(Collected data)
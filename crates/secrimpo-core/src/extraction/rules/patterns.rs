//! Common regex patterns for occurrence report extraction.

use lazy_static::lazy_static;
use regex::Regex;

/// One word of a capitalized personal name, or a single initial ("A.").
const NAME_WORD: &str = r"\p{Lu}(?:[\p{L}'’\-]+|\.)";

lazy_static! {
    // CPF patterns (taxpayer id, 11 digits)
    pub static ref CPF_MASKED: Regex = Regex::new(
        r"\b(\d{3}\.\d{3}\.\d{3}-\d{2})\b"
    ).unwrap();

    pub static ref CPF_BARE: Regex = Regex::new(
        r"\b(\d{11})\b"
    ).unwrap();

    pub static ref CPF_ANY: Regex = Regex::new(
        r"\b(\d{3}\.?\d{3}\.?\d{3}-?\d{2})\b"
    ).unwrap();

    // RG patterns (identity document, 7-9 digits with variable grouping)
    pub static ref RG_NUMBER: Regex = Regex::new(
        r"\b(\d{1,2}\.?\d{3}\.?\d{3}(?:-?[\dXx])?)\b"
    ).unwrap();

    pub static ref RG_DOTTED: Regex = Regex::new(
        r"\b(\d{1,2}\.\d{3}\.\d{3}(?:-[\dXx])?)\b"
    ).unwrap();

    // Dates: D/M/Y with '/', '-' or '.' separators
    pub static ref DATE_DMY: Regex = Regex::new(
        r"\b(\d{1,2})[/.\-](\d{1,2})[/.\-](\d{2,4})\b"
    ).unwrap();

    // Case numbers
    pub static ref GENESIS_NUMBER: Regex = Regex::new(
        r"\b(\d{4,})\b"
    ).unwrap();

    pub static ref PJE_STRICT: Regex = Regex::new(
        r"\b(\d{7,}-\d{2}\.\d{4}\.\d\.\d{2}\.\d{4})\b"
    ).unwrap();

    pub static ref PJE_BARE: Regex = Regex::new(
        r"\b(\d{6,})\b"
    ).unwrap();

    pub static ref PJE_ALPHANUMERIC: Regex = Regex::new(
        r"^[\p{L}\d./\-]{3,30}$"
    ).unwrap();

    // Officer badge: 73.123-4, 731234, 7312345-X
    pub static ref BADGE_NUMBER: Regex = Regex::new(
        r"\b(\d{1,3}\.\d{3}-?[\dXx]|\d{4,9}(?:-[\dXx])?)\b"
    ).unwrap();

    // Legal references
    pub static ref ARTICLE_NUMBER: Regex = Regex::new(
        r"\b(\d{1,4}(?:-[A-Z])?)\b"
    ).unwrap();

    pub static ref LAW_CITATION: Regex = Regex::new(
        r"(?i)\b((?:decreto-lei|lei(?:\s+complementar)?)\s*(?:n\.?\s*[º°o]?\.?\s*)?\d{1,2}\.?\d{3}(?:\s*/\s*\d{2,4})?)"
    ).unwrap();

    // Quantity with an optional unit
    pub static ref QUANTITY: Regex = Regex::new(
        r"(?i)\b(\d+(?:[.,]\d+)?(?:\s*(?:kg|mg|g|gramas?|quilos?|un|unid|unidades?|por[çc](?:ão|ões|ao|oes)|pe[çc]as?|papelotes?|trouxinhas?|pinos?|buchas?|tabletes?|comprimidos?))?)\b"
    ).unwrap();

    // Monetary annotation: "R$ 120,00", "Valor estimado: R$ 1.200,00"
    pub static ref MONEY_ANNOTATION: Regex = Regex::new(
        r"(?i)\s*\(?\s*(?:valor(?:\s+(?:estimado|aproximado|avaliado|de\s+mercado))?\s*:?\s*)?R\$\s*\d{1,3}(?:\.?\d{3})*(?:,\d{2})?\s*\)?"
    ).unwrap();

    // Capitalized multi-word personal names, lower-case connectors allowed
    pub static ref PERSON_NAME: Regex = Regex::new(
        &format!(r"({w}(?:\s+(?:(?:d[aeo]s?|e)\s+)?{w})+)", w = NAME_WORD)
    ).unwrap();

    pub static ref PERSON_NAME_PREFIX: Regex = Regex::new(
        &format!(r"^({w}(?:\s+(?:(?:d[aeo]s?|e)\s+)?{w})+)", w = NAME_WORD)
    ).unwrap();
}

#[cfg(test)]
mod tests {
    use super::*;

    #[test]
    fn test_cpf_patterns() {
        assert!(CPF_MASKED.is_match("CPF 123.456.789-01"));
        assert!(!CPF_MASKED.is_match("12345678901"));
        assert!(CPF_BARE.is_match("12345678901"));
        assert!(!CPF_BARE.is_match("123456789012"));
        assert!(CPF_ANY.is_match("123456789-01"));
    }

    #[test]
    fn test_rg_does_not_match_inside_cpf() {
        assert!(RG_NUMBER.find("123.456.789-01").is_none());
        assert!(RG_NUMBER.find("12345678901").is_none());
        assert_eq!(RG_NUMBER.find("RG 2.345.678 SSP").unwrap().as_str(), "2.345.678");
        assert_eq!(RG_DOTTED.find("doc 12.345.678-X").unwrap().as_str(), "12.345.678-X");
    }

    #[test]
    fn test_pje_strict() {
        let caps = PJE_STRICT.captures("Proc. 0701234-56.2024.8.07.0001.").unwrap();
        assert_eq!(&caps[1], "0701234-56.2024.8.07.0001");
    }

    #[test]
    fn test_law_citation() {
        let caps = LAW_CITATION.captures("Art. 28 da Lei nº 11.343/06 e").unwrap();
        assert_eq!(&caps[1], "Lei nº 11.343/06");
        let caps = LAW_CITATION.captures("DECRETO-LEI 3.688/41").unwrap();
        assert_eq!(&caps[1], "DECRETO-LEI 3.688/41");
    }

    #[test]
    fn test_person_name() {
        let caps = PERSON_NAME_PREFIX.captures("João da Silva Santos portava").unwrap();
        assert_eq!(&caps[1], "João da Silva Santos");
        let caps = PERSON_NAME_PREFIX.captures("MARIA DAS DORES, brasileira").unwrap();
        assert_eq!(&caps[1], "MARIA DAS DORES");
        assert!(PERSON_NAME_PREFIX.captures("Maria portava").is_none());
    }

    #[test]
    fn test_quantity_units() {
        let caps = QUANTITY.captures("12 porções de").unwrap();
        assert_eq!(&caps[1], "12 porções");
        let caps = QUANTITY.captures("3,5 gramas").unwrap();
        assert_eq!(&caps[1], "3,5 gramas");
        let caps = QUANTITY.captures("1 un.").unwrap();
        assert_eq!(&caps[1], "1 un");
    }

    #[test]
    fn test_money_annotation() {
        assert_eq!(
            MONEY_ANNOTATION.replace_all("celular Samsung (R$ 1.200,00) preto", ""),
            "celular Samsung preto"
        );
        assert_eq!(
            MONEY_ANNOTATION.replace_all("faca de cozinha Valor estimado: R$ 30,00", ""),
            "faca de cozinha"
        );
    }
}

→ Exercise: For the string "gramas", return every line of the data where it appears.

→ Reply to the task:
        r"(?i)\b(\d+(?:[.,]\d+)?(?:\s*(?:kg|mg|g|gramas?|quilos?|un|unid|unidades?|por[çc](?:ão|ões|ao|oes)|pe[çc]as?|papelotes?|trouxinhas?|pinos?|buchas?|tabletes?|comprimidos?))?)\b"
        let caps = QUANTITY.captures("3,5 gramas").unwrap();
        assert_eq!(&caps[1], "3,5 gramas");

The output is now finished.